• [Work request]:
Locate each line in the records containing "Error". Copy it.

• [Entries shown]:

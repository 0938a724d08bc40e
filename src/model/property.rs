//! Property keys: the well-known catalogue plus free-form names.

use std::fmt;
use std::str::FromStr;

use serde::{Deserialize, Serialize};

use super::{Value, ValueType};
use crate::{Error, Result};

// ============================================================================
// Enumerated vocabularies
// ============================================================================

macro_rules! string_enum {
    ($(#[$meta:meta])* $name:ident, $label:literal { $($(#[$vmeta:meta])* $variant:ident => $text:literal),+ $(,)? }) => {
        $(#[$meta])*
        #[derive(Debug, Clone, Copy, PartialEq, Eq, Hash, Serialize, Deserialize)]
        #[serde(try_from = "String", into = "String")]
        pub enum $name {
            $($(#[$vmeta])* $variant),+
        }

        impl $name {
            pub const ALL: &'static [$name] = &[$($name::$variant),+];

            pub fn as_str(self) -> &'static str {
                match self {
                    $($name::$variant => $text),+
                }
            }
        }

        impl fmt::Display for $name {
            fn fmt(&self, f: &mut fmt::Formatter<'_>) -> fmt::Result {
                f.write_str(self.as_str())
            }
        }

        impl FromStr for $name {
            type Err = Error;

            fn from_str(s: &str) -> Result<Self> {
                match s {
                    $($text => Ok($name::$variant),)+
                    _ => Err(Error::Parse { input: s.to_owned(), target: $label.into() }),
                }
            }
        }

        impl TryFrom<String> for $name {
            type Error = Error;

            fn try_from(s: String) -> Result<Self> {
                s.parse()
            }
        }

        impl From<$name> for String {
            fn from(v: $name) -> Self {
                v.as_str().to_owned()
            }
        }

        impl From<$name> for Value {
            fn from(v: $name) -> Self {
                Value::from(v.as_str())
            }
        }
    };
}

string_enum!(
    /// Signal direction, seen from the owning device.
    Direction, "direction" { Input => "input", Output => "output" }
);

string_enum!(
    /// Voice-stealing policy for a signal's instance pool.
    #[derive(Default)]
    StealMode, "steal mode" { #[default] None => "none", Oldest => "oldest", Newest => "newest" }
);

string_enum!(
    /// Where a map's expression is evaluated.
    ProcessLocation, "process location" { Source => "src", Destination => "dst", Any => "any" }
);

string_enum!(
    Protocol, "protocol" { Udp => "osc.udp", Tcp => "osc.tcp" }
);

string_enum!(
    /// What a map slot does with values outside its bounds.
    BoundaryAction, "boundary action" {
        None => "none",
        Mute => "mute",
        Clamp => "clamp",
        Fold => "fold",
        Wrap => "wrap",
    }
);

// ============================================================================
// Well-known properties
// ============================================================================

/// The kind a well-known property accepts.
#[derive(Debug, Clone, Copy, PartialEq, Eq)]
pub enum KindConstraint {
    Exact(ValueType),
    /// Any numeric kind (`@min`, `@max`).
    Numeric,
}

/// Catalogue entry for a well-known property.
#[derive(Debug, Clone, Copy)]
pub struct PropertyInfo {
    pub name: &'static str,
    pub kind: KindConstraint,
    /// Required vector length, if fixed.
    pub arity: Option<usize>,
}

macro_rules! properties {
    ($($variant:ident => $name:literal, $kind:expr, $arity:expr;)+) => {
        /// Well-known property identifiers.
        #[derive(Debug, Clone, Copy, PartialEq, Eq, Hash, PartialOrd, Ord, Serialize, Deserialize)]
        pub enum Property {
            $($variant),+
        }

        impl Property {
            pub const ALL: &'static [Property] = &[$(Property::$variant),+];

            pub fn info(self) -> PropertyInfo {
                match self {
                    $(Property::$variant => PropertyInfo { name: $name, kind: $kind, arity: $arity }),+
                }
            }
        }
    };
}

use KindConstraint::{Exact, Numeric};
use ValueType as T;

properties! {
    BoundMax    => "@bound_max",    Exact(T::String),  Some(1);
    BoundMin    => "@bound_min",    Exact(T::String),  Some(1);
    Device      => "@device",       Exact(T::Int64),   Some(1);
    Devices     => "@devices",      Exact(T::Int64),   Some(2);
    Destination => "@destination",  Exact(T::Int64),   Some(1);
    Direction   => "@direction",    Exact(T::String),  Some(1);
    Ephemeral   => "@ephemeral",    Exact(T::Bool),    Some(1);
    Expr        => "@expr",         Exact(T::String),  Some(1);
    Host        => "@host",         Exact(T::String),  Some(1);
    Id          => "@id",           Exact(T::Int64),   Some(1);
    IsLocal     => "@is_local",     Exact(T::Bool),    Some(1);
    Jitter      => "@jitter",       Exact(T::Float32), Some(1);
    Length      => "@length",       Exact(T::Int32),   Some(1);
    LibVersion  => "@lib_version",  Exact(T::String),  Some(1);
    Max         => "@max",          Numeric,           None;
    Min         => "@min",          Numeric,           None;
    Muted       => "@muted",        Exact(T::Bool),    Some(1);
    Name        => "@name",         Exact(T::String),  Some(1);
    NumInst     => "@num_inst",     Exact(T::Int32),   Some(1);
    NumMapsIn   => "@num_maps_in",  Exact(T::Int32),   Some(1);
    NumMapsOut  => "@num_maps_out", Exact(T::Int32),   Some(1);
    NumSigsIn   => "@num_sigs_in",  Exact(T::Int32),   Some(1);
    NumSigsOut  => "@num_sigs_out", Exact(T::Int32),   Some(1);
    Ordinal     => "@ordinal",      Exact(T::Int32),   Some(1);
    Period      => "@period",       Exact(T::Float32), Some(1);
    Port        => "@port",         Exact(T::Int32),   Some(1);
    ProcessLoc  => "@process_loc",  Exact(T::String),  Some(1);
    Protocol    => "@protocol",     Exact(T::String),  Some(1);
    Rate        => "@rate",         Exact(T::Float32), Some(1);
    Scope       => "@scope",        Exact(T::String),  None;
    Sources     => "@sources",      Exact(T::Int64),   None;
    Steal       => "@steal",        Exact(T::String),  Some(1);
    Synced      => "@synced",       Exact(T::Time),    Some(1);
    Type        => "@type",         Exact(T::String),  Some(1);
    Unit        => "@unit",         Exact(T::String),  Some(1);
    UseInst     => "@use_inst",     Exact(T::Bool),    Some(1);
    Version     => "@version",      Exact(T::Int32),   Some(1);
}

impl Property {
    pub fn name(self) -> &'static str {
        self.info().name
    }

    /// Look up by name, with or without the leading `@`. A few long-form
    /// aliases are accepted too.
    pub fn from_name(name: &str) -> Option<Property> {
        let bare = name.strip_prefix('@').unwrap_or(name);
        match bare {
            "expression" => return Some(Property::Expr),
            "maximum" => return Some(Property::Max),
            "minimum" => return Some(Property::Min),
            _ => {}
        }
        Property::ALL.iter().copied().find(|p| &p.name()[1..] == bare)
    }

    /// Check `value` against the catalogue: kind, arity and, for enumerated
    /// properties, vocabulary.
    pub fn validate(self, value: &Value) -> Result<()> {
        let info = self.info();
        let kind_ok = match info.kind {
            Exact(kind) => value.kind() == kind,
            Numeric => value.is_numeric(),
        };
        if !kind_ok {
            let expected = match info.kind {
                Exact(kind) => kind.to_string(),
                Numeric => "numeric".to_string(),
            };
            return Err(Error::TypeMismatch {
                expected: format!("{expected} for {}", info.name),
                got: value.kind().to_string(),
            });
        }
        if let Some(n) = info.arity {
            if value.len() != n {
                return Err(Error::TypeMismatch {
                    expected: format!("length {n} for {}", info.name),
                    got: format!("length {}", value.len()),
                });
            }
        }

        let Some(strs) = value.as_strs() else {
            return Ok(());
        };
        for s in strs {
            match self {
                Property::Direction => {
                    let _: self::Direction = s.parse()?;
                }
                Property::Steal => {
                    let _: StealMode = s.parse()?;
                }
                Property::ProcessLoc => {
                    let _: ProcessLocation = s.parse()?;
                }
                Property::Protocol => {
                    let _: self::Protocol = s.parse()?;
                }
                Property::BoundMax | Property::BoundMin => {
                    let _: BoundaryAction = s.parse()?;
                }
                Property::Type => {
                    let _: ValueType = s.parse()?;
                }
                _ => {}
            }
        }
        Ok(())
    }
}

impl fmt::Display for Property {
    fn fmt(&self, f: &mut fmt::Formatter<'_>) -> fmt::Result {
        f.write_str(self.name())
    }
}

// ============================================================================
// PropertyKey
// ============================================================================

/// Key of a property table entry: a well-known id or a free-form name.
#[derive(Debug, Clone, PartialEq, Eq, Hash, Serialize, Deserialize)]
#[serde(from = "String", into = "String")]
pub enum PropertyKey {
    WellKnown(Property),
    Named(String),
}

impl PropertyKey {
    pub fn well_known(&self) -> Option<Property> {
        match self {
            PropertyKey::WellKnown(p) => Some(*p),
            PropertyKey::Named(_) => None,
        }
    }

    /// Validate a value for this key. Free-form keys accept anything.
    pub fn validate(&self, value: &Value) -> Result<()> {
        match self {
            PropertyKey::WellKnown(p) => p.validate(value),
            PropertyKey::Named(_) => Ok(()),
        }
    }
}

impl From<Property> for PropertyKey {
    fn from(p: Property) -> Self {
        PropertyKey::WellKnown(p)
    }
}

impl From<&str> for PropertyKey {
    fn from(s: &str) -> Self {
        match Property::from_name(s) {
            Some(p) => PropertyKey::WellKnown(p),
            None => PropertyKey::Named(s.to_owned()),
        }
    }
}

impl From<String> for PropertyKey {
    fn from(s: String) -> Self {
        match Property::from_name(&s) {
            Some(p) => PropertyKey::WellKnown(p),
            None => PropertyKey::Named(s),
        }
    }
}

impl From<&PropertyKey> for PropertyKey {
    fn from(k: &PropertyKey) -> Self {
        k.clone()
    }
}

impl From<PropertyKey> for String {
    fn from(k: PropertyKey) -> Self {
        k.to_string()
    }
}

impl fmt::Display for PropertyKey {
    fn fmt(&self, f: &mut fmt::Formatter<'_>) -> fmt::Result {
        match self {
            PropertyKey::WellKnown(p) => f.write_str(p.name()),
            PropertyKey::Named(s) => f.write_str(s),
        }
    }
}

• [Written answer]:
use crate::{Error, Result};
            type Err = Error;
                    _ => Err(Error::Parse { input: s.to_owned(), target: $label.into() }),
            type Error = Error;
            return Err(Error::TypeMismatch {
                return Err(Error::TypeMismatch {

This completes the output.